### WORK INSTRUCTIONS
Tally up how many lines in the listing below contain the string "Deserialize", and give only the total.

### TASK MATERIAL
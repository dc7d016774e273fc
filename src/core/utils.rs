/// Characters Telegram MarkdownV2 treats as markup outside of code and links.
pub const MARKDOWN_V2_RESERVED: &[char] = &[
    '_', '*', '[', ']', '(', ')', '~', '`', '>', '#', '+', '-', '=', '|', '{', '}', '.', '!',
];

/// Escapes text for Telegram MarkdownV2.
///
/// Every reserved character is prefixed with a backslash:
/// `_`, `*`, `[`, `]`, `(`, `)`, `~`, `` ` ``, `>`, `#`, `+`, `-`, `=`, `|`, `{`, `}`, `.`, `!`
///
/// The backslash itself is escaped as well, otherwise a title ending in `\`
/// would swallow the next character of the caption.
///
/// # Example
///
/// ```
/// use lulurelay::core::utils::escape_markdown_v2;
///
/// let escaped = escape_markdown_v2("Hello. World!");
/// assert_eq!(escaped, "Hello\\. World\\!");
/// ```
pub fn escape_markdown_v2(text: &str) -> String {
    let mut result = String::with_capacity(text.len() * 2);

    for c in text.chars() {
        if c == '\\' || MARKDOWN_V2_RESERVED.contains(&c) {
            result.push('\\');
        }
        result.push(c);
    }

    result
}

/// Escapes the URL part of a MarkdownV2 inline link, `[text](url)`.
///
/// Inside the parentheses only `)` and `\` are special.
pub fn escape_markdown_v2_link_url(url: &str) -> String {
    let mut result = String::with_capacity(url.len());

    for c in url.chars() {
        if c == ')' || c == '\\' {
            result.push('\\');
        }
        result.push(c);
    }

    result
}

/// Reverses [`escape_markdown_v2`]: drops every escaping backslash.
pub fn unescape_markdown_v2(text: &str) -> String {
    let mut result = String::with_capacity(text.len());
    let mut chars = text.chars();

    while let Some(c) = chars.next() {
        if c == '\\' {
            if let Some(next) = chars.next() {
                result.push(next);
                continue;
            }
        }
        result.push(c);
    }

    result
}

/// Shortens `text` to at most `max_chars` characters, appending `…` when cut.
pub fn truncate_chars(text: &str, max_chars: usize) -> String {
    if text.chars().count() <= max_chars {
        return text.to_string();
    }

    let mut truncated: String = text.chars().take(max_chars.saturating_sub(1)).collect();
    truncated.push('…');
    truncated
}
//! Metadata extraction and direct format selection

pub mod formats;
pub mod ytdlp;
pub mod ytdlp_errors;

pub use formats::{select_best_direct_format, FormatDescriptor};
pub use ytdlp::{ExtractError, MetadataExtractor, VideoMetadata, YtDlpExtractor};
pub use ytdlp_errors::YtDlpErrorType;
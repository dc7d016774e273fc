//! LuluStream integration: remote URL upload and file info lookup

pub mod client;
pub mod error;
pub mod fields;

pub use client::{FileInfo, LuluClient};
pub use error::{Endpoint, LuluError, TransportFailure};
//! Message orchestration
//!
//! A message from the configured admin goes through extraction, format
//! selection, remote upload and file info lookup, then the result is posted
//! back as a photo. Everything else is ignored.

mod message;
mod pipeline;
mod types;

pub use message::{
    handle_message, pick_target, process_message, PROCESSING_NOTICE, UNEXPECTED_ERROR_NOTICE, USAGE_PROMPT,
};
pub use pipeline::{run_pipeline, PipelineError, Stage};
pub use types::HandlerDeps;
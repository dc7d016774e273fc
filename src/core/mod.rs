//! Core utilities, configuration, and common functionality

pub mod config;
pub mod error;
pub mod logging;
pub mod utils;

// Re-exports for convenience
pub use error::{AppError, AppResult};
pub use logging::{init_logger, log_startup_configuration};
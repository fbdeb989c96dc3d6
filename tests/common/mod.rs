//! Common helpers for the collective integration tests.

#![allow(dead_code)]

use boost_collective::*;
use rand::prelude::*;
use std::thread;

/// Deterministic per-rank buffers in `[-scale, scale)`
pub fn create_rank_buffers(num_ranks: usize, count: usize, seed: u64, scale: f64) -> Vec<Vec<f64>> {
    let mut rng = StdRng::seed_from_u64(seed);
    (0..num_ranks)
        .map(|_| (0..count).map(|_| rng.gen_range(-scale..scale)).collect())
        .collect()
}

/// Elementwise sum folded rank by rank, position by position
pub fn expected_sum(buffers: &[Vec<f64>]) -> Vec<f64> {
    let count = buffers.first().map_or(0, |b| b.len());
    let mut out = vec![0.0; count];
    for buffer in buffers {
        for (acc, &value) in out.iter_mut().zip(buffer) {
            *acc += value;
        }
    }
    out
}

/// Run one reduction per rank on its own thread and collect every rank's
/// output, ordered by rank
pub fn reduce_on_threads(buffers: Vec<Vec<f64>>, count: usize, logger: &Logger) -> Vec<Vec<f64>> {
    let group = LocalCollective::new(buffers.len()).expect("non-empty rank group");
    let contexts = group.launch_contexts();

    thread::scope(|s| {
        let handles: Vec<_> = contexts
            .into_iter()
            .zip(buffers)
            .map(|(ctx, mut buffer)| {
                s.spawn(move || {
                    sum_all_reduce(&ctx, &mut buffer, count, logger);
                    buffer
                })
            })
            .collect();
        handles
            .into_iter()
            .map(|h| h.join().expect("rank thread panicked"))
            .collect()
    })
}

/// Quiet logger for tests
pub fn test_logger() -> Logger {
    Logger::new("boost_collective_test").with_level(LogLevel::Warning)
}
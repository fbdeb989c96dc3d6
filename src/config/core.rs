//! Core configuration structure and builder for the collective primitives.

use crate::core::error::{CollectiveError, Result};
use crate::core::utils::log::Logger;

use serde::{Deserialize, Serialize};
use std::path::Path;

/// Default size of an in-process rank group
pub const DEFAULT_NUM_RANKS: usize = 1;
/// Default verbosity (Info)
pub const DEFAULT_VERBOSITY: i32 = 1;

/// Environment variable overriding `num_ranks`
pub const ENV_NUM_RANKS: &str = "BOOST_COLLECTIVE_NUM_RANKS";
/// Environment variable overriding `verbosity`
pub const ENV_VERBOSITY: &str = "BOOST_COLLECTIVE_VERBOSITY";
/// Environment variable overriding `logger_name`
pub const ENV_LOGGER_NAME: &str = "BOOST_COLLECTIVE_LOGGER_NAME";

/// Configuration of the logging sink and of the in-process rank group.
#[derive(Debug, Clone, PartialEq, Eq, Serialize, Deserialize)]
#[serde(default)]
pub struct CollectiveConfig {
    /// Number of ranks in an in-process group
    pub num_ranks: usize,
    /// Verbosity: -1 fatal only, 0 warnings, 1 info, 2+ debug
    pub verbosity: i32,
    /// Name the logger reports under
    pub logger_name: String,
}

impl Default for CollectiveConfig {
    fn default() -> Self {
        CollectiveConfig {
            num_ranks: DEFAULT_NUM_RANKS,
            verbosity: DEFAULT_VERBOSITY,
            logger_name: Logger::DEFAULT_NAME.to_string(),
        }
    }
}

impl CollectiveConfig {
    /// Create a new configuration with default values
    pub fn new() -> Self {
        Self::default()
    }

    /// Validate the configuration parameters
    pub fn validate(&self) -> Result<()> {
        if self.num_ranks == 0 {
            return Err(CollectiveError::invalid_parameter(
                "num_ranks",
                self.num_ranks.to_string(),
                "must be at least 1",
            ));
        }

        if self.logger_name.trim().is_empty() {
            return Err(CollectiveError::invalid_parameter(
                "logger_name",
                format!("{:?}", self.logger_name),
                "must not be empty",
            ));
        }

        // Every local rank blocks a thread inside the barrier
        if self.num_ranks > num_cpus::get() * 2 {
            log::warn!(
                "num_ranks ({}) is much larger than available cores ({})",
                self.num_ranks,
                num_cpus::get()
            );
        }

        Ok(())
    }

    /// Load configuration from a `.json` or `.toml` file
    pub fn load_from_file<P: AsRef<Path>>(path: P) -> Result<Self> {
        let path = path.as_ref();
        let content = std::fs::read_to_string(path)
            .map_err(|e| CollectiveError::config(format!("Failed to read config file: {}", e)))?;

        let config: CollectiveConfig = match path.extension().and_then(|s| s.to_str()) {
            Some("json") => serde_json::from_str(&content)?,
            Some("toml") => toml::from_str(&content).map_err(|e| {
                CollectiveError::config(format!("Failed to parse TOML config: {}", e))
            })?,
            _ => {
                return Err(CollectiveError::config(
                    "Unsupported config file format. Use .json or .toml",
                ))
            }
        };

        config.validate()?;
        Ok(config)
    }

    /// Save configuration to a `.json` or `.toml` file
    pub fn save_to_file<P: AsRef<Path>>(&self, path: P) -> Result<()> {
        let path = path.as_ref();
        let content = match path.extension().and_then(|s| s.to_str()) {
            Some("json") => serde_json::to_string_pretty(self)?,
            Some("toml") => toml::to_string_pretty(self).map_err(|e| {
                CollectiveError::config(format!("Failed to serialize to TOML: {}", e))
            })?,
            _ => {
                return Err(CollectiveError::config(
                    "Unsupported config file format. Use .json or .toml",
                ))
            }
        };

        std::fs::write(path, content)?;
        Ok(())
    }

    /// Load configuration from the process environment
    pub fn load_from_environment() -> Result<Self> {
        Self::from_env_vars(|key| std::env::var(key).ok())
    }

    /// Build a configuration from defaults and whatever `lookup` returns for
    /// the `BOOST_COLLECTIVE_*` keys
    pub fn from_env_vars<F>(lookup: F) -> Result<Self>
    where
        F: Fn(&str) -> Option<String>,
    {
        let mut config = CollectiveConfig::default();

        if let Some(val) = lookup(ENV_NUM_RANKS) {
            config.num_ranks = val
                .trim()
                .parse()
                .map_err(|_| CollectiveError::config(format!("Invalid {}", ENV_NUM_RANKS)))?;
        }

        if let Some(val) = lookup(ENV_VERBOSITY) {
            config.verbosity = val
                .trim()
                .parse()
                .map_err(|_| CollectiveError::config(format!("Invalid {}", ENV_VERBOSITY)))?;
        }

        if let Some(val) = lookup(ENV_LOGGER_NAME) {
            config.logger_name = val;
        }

        config.validate()?;
        Ok(config)
    }
}

/// Configuration builder for fluent configuration creation
#[derive(Debug, Clone)]
pub struct ConfigBuilder {
    config: CollectiveConfig,
    validation_errors: Vec<String>,
}

impl ConfigBuilder {
    pub fn new() -> Self {
        ConfigBuilder {
            config: CollectiveConfig::default(),
            validation_errors: Vec::new(),
        }
    }

    /// Set the number of ranks of an in-process group
    pub fn num_ranks(mut self, num_ranks: usize) -> Self {
        if num_ranks == 0 {
            self.validation_errors
                .push("num_ranks must be at least 1".to_string());
        }
        self.config.num_ranks = num_ranks;
        self
    }

    pub fn verbosity(mut self, verbosity: i32) -> Self {
        self.config.verbosity = verbosity;
        self
    }

    pub fn logger_name<S: Into<String>>(mut self, name: S) -> Self {
        self.config.logger_name = name.into();
        self
    }

    /// Build the configuration
    pub fn build(self) -> Result<CollectiveConfig> {
        if !self.validation_errors.is_empty() {
            return Err(CollectiveError::config(format!(
                "Configuration validation failed: {}",
                self.validation_errors.join(", ")
            )));
        }

        self.config.validate()?;
        Ok(self.config)
    }
}

impl Default for ConfigBuilder {
    fn default() -> Self {
        Self::new()
    }
}
//! Core infrastructure for the collective primitives.
//!
//! # Organization
//!
//! - [`error`]: Error type and `Result` alias
//! - [`network`]: Transport trait, communicator handles and the in-process
//!   shared-memory transport
//! - [`context`]: Task context and launch domain
//! - [`allreduce`]: The sum all-reduce itself
//! - [`utils`]: Logging sink and check macros
//!
//! # Usage
//!
//! ```rust
//! use boost_collective::core::{
//!     allreduce::sum_all_reduce,
//!     context::LaunchContext,
//!     utils::log::Logger,
//! };
//!
//! let logger = Logger::default();
//! let mut gradients = vec![0.25, -1.0];
//!
//! // Without communicators the reduction is the identity
//! sum_all_reduce(&LaunchContext::single(), &mut gradients, 2, &logger);
//! assert_eq!(gradients, vec![0.25, -1.0]);
//! ```

pub mod allreduce;
pub mod context;
pub mod error;
pub mod network;
pub mod utils;

// Re-export commonly used items for convenience
pub use allreduce::{sum_all_reduce, try_sum_all_reduce};
pub use context::{Domain, LaunchContext, TaskContext};
pub use error::{CollectiveError, Result};
pub use network::{
    CollDataType, CollStatus, CollectiveTransport, Communicator, CpuCommunicator,
    LocalCollective, LocalRank,
};
pub use utils::log::{LogLevel, Logger};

### REPLY TO THE EXERCISE
2